◆ **What you are asked to do**
Read through the entries below and copy each line where "message" turns up.

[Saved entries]
:::
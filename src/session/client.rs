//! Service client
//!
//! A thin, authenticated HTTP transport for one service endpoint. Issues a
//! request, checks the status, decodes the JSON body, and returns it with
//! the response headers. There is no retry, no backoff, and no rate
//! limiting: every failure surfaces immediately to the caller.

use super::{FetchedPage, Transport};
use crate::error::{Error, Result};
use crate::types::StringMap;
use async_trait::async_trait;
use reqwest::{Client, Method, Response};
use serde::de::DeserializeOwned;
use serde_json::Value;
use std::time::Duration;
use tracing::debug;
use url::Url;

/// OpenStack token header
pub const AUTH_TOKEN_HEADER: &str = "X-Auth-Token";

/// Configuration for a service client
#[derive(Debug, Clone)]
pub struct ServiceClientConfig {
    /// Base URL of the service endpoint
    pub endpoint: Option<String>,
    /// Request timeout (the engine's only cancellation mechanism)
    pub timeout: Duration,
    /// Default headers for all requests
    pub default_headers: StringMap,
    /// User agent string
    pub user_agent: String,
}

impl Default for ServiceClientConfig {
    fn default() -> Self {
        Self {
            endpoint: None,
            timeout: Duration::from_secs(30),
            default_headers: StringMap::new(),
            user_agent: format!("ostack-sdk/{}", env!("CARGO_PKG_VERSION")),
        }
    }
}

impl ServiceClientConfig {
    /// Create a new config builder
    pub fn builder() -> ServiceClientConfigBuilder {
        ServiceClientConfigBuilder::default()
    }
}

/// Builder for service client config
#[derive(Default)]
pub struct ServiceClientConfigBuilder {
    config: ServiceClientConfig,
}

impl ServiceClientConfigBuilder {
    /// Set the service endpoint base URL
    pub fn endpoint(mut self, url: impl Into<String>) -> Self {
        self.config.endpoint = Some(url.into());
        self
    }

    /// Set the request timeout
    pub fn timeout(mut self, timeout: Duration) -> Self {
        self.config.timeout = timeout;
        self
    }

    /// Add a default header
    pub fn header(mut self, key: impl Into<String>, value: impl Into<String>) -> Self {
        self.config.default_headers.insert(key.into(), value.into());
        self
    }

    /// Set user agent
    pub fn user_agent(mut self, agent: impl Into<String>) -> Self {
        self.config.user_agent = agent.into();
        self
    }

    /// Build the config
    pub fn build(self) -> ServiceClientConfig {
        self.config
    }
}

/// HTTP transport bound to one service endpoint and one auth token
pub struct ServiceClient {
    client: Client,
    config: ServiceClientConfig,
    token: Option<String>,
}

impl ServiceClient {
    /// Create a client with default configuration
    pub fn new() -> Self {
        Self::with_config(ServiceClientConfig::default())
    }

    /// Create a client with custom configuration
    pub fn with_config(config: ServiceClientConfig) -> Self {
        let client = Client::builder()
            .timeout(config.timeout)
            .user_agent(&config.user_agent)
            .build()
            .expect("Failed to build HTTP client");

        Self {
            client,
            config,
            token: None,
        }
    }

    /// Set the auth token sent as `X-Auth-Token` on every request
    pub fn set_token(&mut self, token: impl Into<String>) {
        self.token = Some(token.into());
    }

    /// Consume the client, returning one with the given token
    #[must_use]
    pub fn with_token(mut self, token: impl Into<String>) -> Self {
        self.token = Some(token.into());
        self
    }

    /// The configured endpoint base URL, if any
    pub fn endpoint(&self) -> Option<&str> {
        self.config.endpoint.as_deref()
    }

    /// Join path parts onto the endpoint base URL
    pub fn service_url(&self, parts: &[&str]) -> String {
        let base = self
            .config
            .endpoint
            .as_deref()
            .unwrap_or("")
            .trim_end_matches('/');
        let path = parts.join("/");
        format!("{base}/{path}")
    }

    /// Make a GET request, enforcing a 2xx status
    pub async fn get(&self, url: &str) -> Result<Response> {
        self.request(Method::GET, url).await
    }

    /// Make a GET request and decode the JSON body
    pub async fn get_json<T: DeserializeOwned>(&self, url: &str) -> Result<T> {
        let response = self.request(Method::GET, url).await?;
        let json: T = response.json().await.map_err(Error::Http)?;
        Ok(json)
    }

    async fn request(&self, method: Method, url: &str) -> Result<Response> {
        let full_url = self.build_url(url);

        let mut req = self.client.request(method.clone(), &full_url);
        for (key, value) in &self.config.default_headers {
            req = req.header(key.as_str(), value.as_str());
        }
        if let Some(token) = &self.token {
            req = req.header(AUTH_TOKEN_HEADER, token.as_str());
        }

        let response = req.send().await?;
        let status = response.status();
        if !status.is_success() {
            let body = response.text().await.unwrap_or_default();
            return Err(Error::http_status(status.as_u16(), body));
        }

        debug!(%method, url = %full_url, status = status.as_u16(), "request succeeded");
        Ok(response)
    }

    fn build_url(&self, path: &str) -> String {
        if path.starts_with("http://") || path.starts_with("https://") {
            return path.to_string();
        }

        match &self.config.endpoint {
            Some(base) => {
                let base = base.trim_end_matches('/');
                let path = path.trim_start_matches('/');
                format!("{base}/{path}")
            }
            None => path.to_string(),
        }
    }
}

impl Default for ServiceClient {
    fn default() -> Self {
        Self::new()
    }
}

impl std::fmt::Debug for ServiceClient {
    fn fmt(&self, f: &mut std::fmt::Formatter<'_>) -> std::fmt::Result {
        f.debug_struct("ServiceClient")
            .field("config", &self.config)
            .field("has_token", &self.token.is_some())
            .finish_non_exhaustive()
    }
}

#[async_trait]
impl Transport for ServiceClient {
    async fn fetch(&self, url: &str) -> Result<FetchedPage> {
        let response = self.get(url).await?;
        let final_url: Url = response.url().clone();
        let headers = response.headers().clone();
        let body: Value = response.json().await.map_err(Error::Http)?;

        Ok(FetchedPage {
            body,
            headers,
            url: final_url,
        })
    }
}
:::
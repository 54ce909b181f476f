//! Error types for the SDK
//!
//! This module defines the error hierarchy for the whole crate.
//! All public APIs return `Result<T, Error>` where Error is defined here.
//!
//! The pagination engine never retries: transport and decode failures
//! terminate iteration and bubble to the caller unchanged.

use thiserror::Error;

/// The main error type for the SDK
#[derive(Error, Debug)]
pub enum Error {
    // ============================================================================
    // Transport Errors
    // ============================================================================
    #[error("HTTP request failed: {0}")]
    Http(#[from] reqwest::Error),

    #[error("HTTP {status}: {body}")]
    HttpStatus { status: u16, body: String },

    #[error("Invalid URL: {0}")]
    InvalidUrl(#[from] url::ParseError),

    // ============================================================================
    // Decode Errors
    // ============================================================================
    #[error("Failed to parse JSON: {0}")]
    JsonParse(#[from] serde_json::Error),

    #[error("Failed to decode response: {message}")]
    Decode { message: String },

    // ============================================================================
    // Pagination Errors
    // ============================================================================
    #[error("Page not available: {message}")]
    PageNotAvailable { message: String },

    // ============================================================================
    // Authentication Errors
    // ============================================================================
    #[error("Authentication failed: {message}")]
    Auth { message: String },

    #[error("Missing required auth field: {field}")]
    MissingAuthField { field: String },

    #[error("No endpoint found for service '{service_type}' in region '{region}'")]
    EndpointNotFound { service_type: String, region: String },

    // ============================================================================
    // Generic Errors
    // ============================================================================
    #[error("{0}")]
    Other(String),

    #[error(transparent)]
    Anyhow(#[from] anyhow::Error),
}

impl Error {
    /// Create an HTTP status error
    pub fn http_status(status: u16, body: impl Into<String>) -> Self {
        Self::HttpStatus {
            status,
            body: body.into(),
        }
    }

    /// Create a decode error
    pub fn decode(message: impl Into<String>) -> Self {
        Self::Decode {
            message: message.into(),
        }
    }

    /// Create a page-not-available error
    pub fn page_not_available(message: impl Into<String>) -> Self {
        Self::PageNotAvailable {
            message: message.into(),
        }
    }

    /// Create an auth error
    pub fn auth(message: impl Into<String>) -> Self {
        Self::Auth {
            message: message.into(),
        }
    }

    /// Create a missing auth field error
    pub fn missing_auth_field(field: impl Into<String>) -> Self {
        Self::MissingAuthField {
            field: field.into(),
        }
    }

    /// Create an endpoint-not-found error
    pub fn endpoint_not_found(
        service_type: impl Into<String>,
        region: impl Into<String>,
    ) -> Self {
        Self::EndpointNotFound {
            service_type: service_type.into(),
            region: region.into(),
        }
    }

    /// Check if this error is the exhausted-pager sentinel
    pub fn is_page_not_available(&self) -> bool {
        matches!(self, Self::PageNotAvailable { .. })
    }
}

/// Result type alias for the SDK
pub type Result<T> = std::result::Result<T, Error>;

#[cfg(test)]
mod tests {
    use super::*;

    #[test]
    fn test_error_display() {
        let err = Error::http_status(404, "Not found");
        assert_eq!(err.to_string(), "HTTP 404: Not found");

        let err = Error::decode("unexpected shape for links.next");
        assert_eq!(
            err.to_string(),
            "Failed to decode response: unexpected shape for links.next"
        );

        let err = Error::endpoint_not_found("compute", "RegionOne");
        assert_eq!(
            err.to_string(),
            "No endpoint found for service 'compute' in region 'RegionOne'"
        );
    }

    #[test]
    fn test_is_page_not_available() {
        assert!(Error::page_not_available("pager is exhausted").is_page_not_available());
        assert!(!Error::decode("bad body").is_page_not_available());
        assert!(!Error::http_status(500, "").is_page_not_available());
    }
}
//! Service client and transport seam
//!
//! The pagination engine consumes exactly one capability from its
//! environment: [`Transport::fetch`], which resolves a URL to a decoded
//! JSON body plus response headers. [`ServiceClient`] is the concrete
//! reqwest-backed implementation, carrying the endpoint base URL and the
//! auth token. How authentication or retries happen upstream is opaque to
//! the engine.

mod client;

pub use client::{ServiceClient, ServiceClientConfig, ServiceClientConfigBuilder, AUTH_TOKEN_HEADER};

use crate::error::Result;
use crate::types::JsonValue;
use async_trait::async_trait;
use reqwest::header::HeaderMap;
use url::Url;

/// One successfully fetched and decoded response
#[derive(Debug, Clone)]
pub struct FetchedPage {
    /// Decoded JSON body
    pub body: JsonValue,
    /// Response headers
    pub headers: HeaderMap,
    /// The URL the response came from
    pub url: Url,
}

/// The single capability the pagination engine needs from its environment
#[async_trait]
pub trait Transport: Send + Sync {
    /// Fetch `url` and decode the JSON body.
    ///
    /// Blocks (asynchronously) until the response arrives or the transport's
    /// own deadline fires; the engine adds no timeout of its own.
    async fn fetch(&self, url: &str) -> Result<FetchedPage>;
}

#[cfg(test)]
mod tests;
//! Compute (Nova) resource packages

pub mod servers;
:::
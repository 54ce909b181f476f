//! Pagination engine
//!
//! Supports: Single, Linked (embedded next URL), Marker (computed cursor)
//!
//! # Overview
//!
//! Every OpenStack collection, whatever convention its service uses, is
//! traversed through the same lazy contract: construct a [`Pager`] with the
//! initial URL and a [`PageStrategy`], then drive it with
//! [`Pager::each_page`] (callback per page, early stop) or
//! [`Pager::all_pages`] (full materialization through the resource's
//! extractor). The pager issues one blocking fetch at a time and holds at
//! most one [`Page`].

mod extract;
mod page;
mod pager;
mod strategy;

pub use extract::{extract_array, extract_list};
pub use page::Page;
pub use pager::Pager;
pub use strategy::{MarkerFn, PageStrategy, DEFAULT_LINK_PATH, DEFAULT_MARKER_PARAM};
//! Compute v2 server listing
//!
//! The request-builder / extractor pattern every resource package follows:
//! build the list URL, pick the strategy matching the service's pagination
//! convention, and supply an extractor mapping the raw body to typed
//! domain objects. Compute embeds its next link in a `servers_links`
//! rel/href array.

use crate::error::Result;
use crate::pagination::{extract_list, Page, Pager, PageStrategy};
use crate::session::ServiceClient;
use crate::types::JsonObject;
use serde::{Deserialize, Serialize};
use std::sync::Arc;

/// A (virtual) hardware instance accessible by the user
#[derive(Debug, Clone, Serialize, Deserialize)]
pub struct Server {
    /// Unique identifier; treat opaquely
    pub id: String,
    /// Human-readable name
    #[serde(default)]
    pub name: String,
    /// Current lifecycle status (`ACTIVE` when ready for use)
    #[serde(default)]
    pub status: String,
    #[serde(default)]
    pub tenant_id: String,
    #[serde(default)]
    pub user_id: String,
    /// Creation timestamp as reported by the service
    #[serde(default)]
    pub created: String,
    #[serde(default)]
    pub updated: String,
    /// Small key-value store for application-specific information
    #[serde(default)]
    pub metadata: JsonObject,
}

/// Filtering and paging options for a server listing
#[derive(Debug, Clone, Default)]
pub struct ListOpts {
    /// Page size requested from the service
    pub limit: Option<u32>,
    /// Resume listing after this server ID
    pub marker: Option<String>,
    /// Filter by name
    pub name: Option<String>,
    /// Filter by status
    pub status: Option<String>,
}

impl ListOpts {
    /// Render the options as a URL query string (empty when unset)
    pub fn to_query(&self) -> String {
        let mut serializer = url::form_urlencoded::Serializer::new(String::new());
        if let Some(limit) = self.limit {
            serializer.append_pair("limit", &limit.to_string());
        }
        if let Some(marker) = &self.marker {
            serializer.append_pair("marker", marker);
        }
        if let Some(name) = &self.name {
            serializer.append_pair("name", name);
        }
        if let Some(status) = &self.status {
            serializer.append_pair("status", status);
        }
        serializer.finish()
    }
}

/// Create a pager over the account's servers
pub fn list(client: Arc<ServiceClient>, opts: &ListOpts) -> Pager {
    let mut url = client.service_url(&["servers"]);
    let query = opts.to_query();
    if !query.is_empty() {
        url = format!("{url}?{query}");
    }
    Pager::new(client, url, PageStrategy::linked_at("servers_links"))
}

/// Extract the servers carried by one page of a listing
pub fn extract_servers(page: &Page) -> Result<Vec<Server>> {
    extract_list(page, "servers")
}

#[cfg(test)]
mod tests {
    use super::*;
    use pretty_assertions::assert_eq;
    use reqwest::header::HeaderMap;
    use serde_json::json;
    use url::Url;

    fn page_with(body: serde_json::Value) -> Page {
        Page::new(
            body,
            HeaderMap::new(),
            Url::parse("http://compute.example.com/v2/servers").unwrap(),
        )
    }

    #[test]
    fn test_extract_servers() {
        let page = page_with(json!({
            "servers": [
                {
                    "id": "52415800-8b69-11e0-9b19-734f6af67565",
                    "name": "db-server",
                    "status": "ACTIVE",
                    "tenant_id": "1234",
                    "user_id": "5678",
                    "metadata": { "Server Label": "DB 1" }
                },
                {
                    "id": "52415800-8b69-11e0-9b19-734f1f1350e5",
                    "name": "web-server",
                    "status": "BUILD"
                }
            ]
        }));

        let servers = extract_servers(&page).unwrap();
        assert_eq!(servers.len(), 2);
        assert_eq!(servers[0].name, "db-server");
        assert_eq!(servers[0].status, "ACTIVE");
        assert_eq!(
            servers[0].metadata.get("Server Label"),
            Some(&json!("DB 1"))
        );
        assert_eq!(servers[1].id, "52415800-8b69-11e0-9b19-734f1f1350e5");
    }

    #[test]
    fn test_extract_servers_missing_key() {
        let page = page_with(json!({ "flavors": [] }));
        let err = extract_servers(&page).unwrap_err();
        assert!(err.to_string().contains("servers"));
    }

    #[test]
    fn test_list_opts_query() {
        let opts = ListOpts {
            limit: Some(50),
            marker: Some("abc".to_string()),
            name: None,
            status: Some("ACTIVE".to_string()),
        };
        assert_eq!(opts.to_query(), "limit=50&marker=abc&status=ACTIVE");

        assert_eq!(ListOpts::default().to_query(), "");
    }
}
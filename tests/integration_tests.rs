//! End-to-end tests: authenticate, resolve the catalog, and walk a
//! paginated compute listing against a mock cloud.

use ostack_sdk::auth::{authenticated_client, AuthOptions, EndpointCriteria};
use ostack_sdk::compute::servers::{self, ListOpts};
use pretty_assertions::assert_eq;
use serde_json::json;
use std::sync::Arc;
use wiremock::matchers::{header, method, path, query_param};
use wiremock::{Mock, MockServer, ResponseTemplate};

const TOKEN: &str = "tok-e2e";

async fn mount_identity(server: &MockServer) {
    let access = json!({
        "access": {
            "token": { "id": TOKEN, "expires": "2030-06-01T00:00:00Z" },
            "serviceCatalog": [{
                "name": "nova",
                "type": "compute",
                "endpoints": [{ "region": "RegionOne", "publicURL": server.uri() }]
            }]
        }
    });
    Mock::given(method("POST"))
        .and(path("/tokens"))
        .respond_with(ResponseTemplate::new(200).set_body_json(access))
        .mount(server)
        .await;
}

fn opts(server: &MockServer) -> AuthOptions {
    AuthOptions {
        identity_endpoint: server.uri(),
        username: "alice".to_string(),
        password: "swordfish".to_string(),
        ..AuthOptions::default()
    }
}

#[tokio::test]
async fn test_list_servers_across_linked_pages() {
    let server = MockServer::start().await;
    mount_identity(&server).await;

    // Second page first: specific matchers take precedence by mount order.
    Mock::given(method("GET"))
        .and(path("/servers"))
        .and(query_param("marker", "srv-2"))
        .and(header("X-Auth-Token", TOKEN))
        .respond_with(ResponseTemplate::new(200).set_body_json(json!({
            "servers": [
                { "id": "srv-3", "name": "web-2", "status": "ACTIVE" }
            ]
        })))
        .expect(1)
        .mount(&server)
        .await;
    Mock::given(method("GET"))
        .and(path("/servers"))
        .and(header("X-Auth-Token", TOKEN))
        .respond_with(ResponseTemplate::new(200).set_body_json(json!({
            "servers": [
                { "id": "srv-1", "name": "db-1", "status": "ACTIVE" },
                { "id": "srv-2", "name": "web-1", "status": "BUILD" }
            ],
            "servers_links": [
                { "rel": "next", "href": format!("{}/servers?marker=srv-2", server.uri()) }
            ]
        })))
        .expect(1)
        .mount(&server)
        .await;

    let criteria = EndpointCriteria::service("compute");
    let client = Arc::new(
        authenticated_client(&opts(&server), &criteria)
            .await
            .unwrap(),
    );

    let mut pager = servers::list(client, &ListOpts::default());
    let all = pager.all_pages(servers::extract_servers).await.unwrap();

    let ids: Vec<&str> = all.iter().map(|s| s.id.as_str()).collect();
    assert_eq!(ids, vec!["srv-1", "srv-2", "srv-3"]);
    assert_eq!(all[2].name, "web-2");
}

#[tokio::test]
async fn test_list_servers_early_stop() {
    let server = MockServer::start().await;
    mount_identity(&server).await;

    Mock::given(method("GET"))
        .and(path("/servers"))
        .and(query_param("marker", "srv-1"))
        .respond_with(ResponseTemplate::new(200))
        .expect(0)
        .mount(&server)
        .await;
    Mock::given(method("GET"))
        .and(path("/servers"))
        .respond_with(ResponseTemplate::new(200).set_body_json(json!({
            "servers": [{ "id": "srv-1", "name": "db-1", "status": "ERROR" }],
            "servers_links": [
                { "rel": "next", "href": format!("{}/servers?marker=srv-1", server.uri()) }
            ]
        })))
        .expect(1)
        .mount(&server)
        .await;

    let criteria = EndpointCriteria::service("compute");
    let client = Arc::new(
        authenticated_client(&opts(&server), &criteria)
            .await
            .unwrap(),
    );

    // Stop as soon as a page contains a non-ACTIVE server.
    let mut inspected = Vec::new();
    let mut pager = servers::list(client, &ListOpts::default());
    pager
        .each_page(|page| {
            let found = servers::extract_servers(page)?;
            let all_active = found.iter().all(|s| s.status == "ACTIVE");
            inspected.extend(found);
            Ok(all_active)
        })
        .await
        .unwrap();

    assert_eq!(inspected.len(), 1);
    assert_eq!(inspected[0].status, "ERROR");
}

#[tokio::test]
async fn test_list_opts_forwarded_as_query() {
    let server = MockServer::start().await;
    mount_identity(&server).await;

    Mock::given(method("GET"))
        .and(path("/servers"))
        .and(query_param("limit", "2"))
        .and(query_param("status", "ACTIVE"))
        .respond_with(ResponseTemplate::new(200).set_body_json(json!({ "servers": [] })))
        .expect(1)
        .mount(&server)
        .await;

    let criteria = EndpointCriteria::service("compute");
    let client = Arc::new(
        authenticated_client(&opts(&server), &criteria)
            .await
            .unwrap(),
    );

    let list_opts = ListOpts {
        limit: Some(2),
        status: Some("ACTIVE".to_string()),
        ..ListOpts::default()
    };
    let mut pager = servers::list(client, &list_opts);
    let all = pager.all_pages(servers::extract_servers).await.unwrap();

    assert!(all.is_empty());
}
:::
◆ **Written response**
    #[error("Failed to decode response: {message}")]
    Decode { message: String },
    #[error("Page not available: {message}")]
    PageNotAvailable { message: String },
    #[error("Authentication failed: {message}")]
    Auth { message: String },
    pub fn decode(message: impl Into<String>) -> Self {
            message: message.into(),
    pub fn page_not_available(message: impl Into<String>) -> Self {
            message: message.into(),
    pub fn auth(message: impl Into<String>) -> Self {
            message: message.into(),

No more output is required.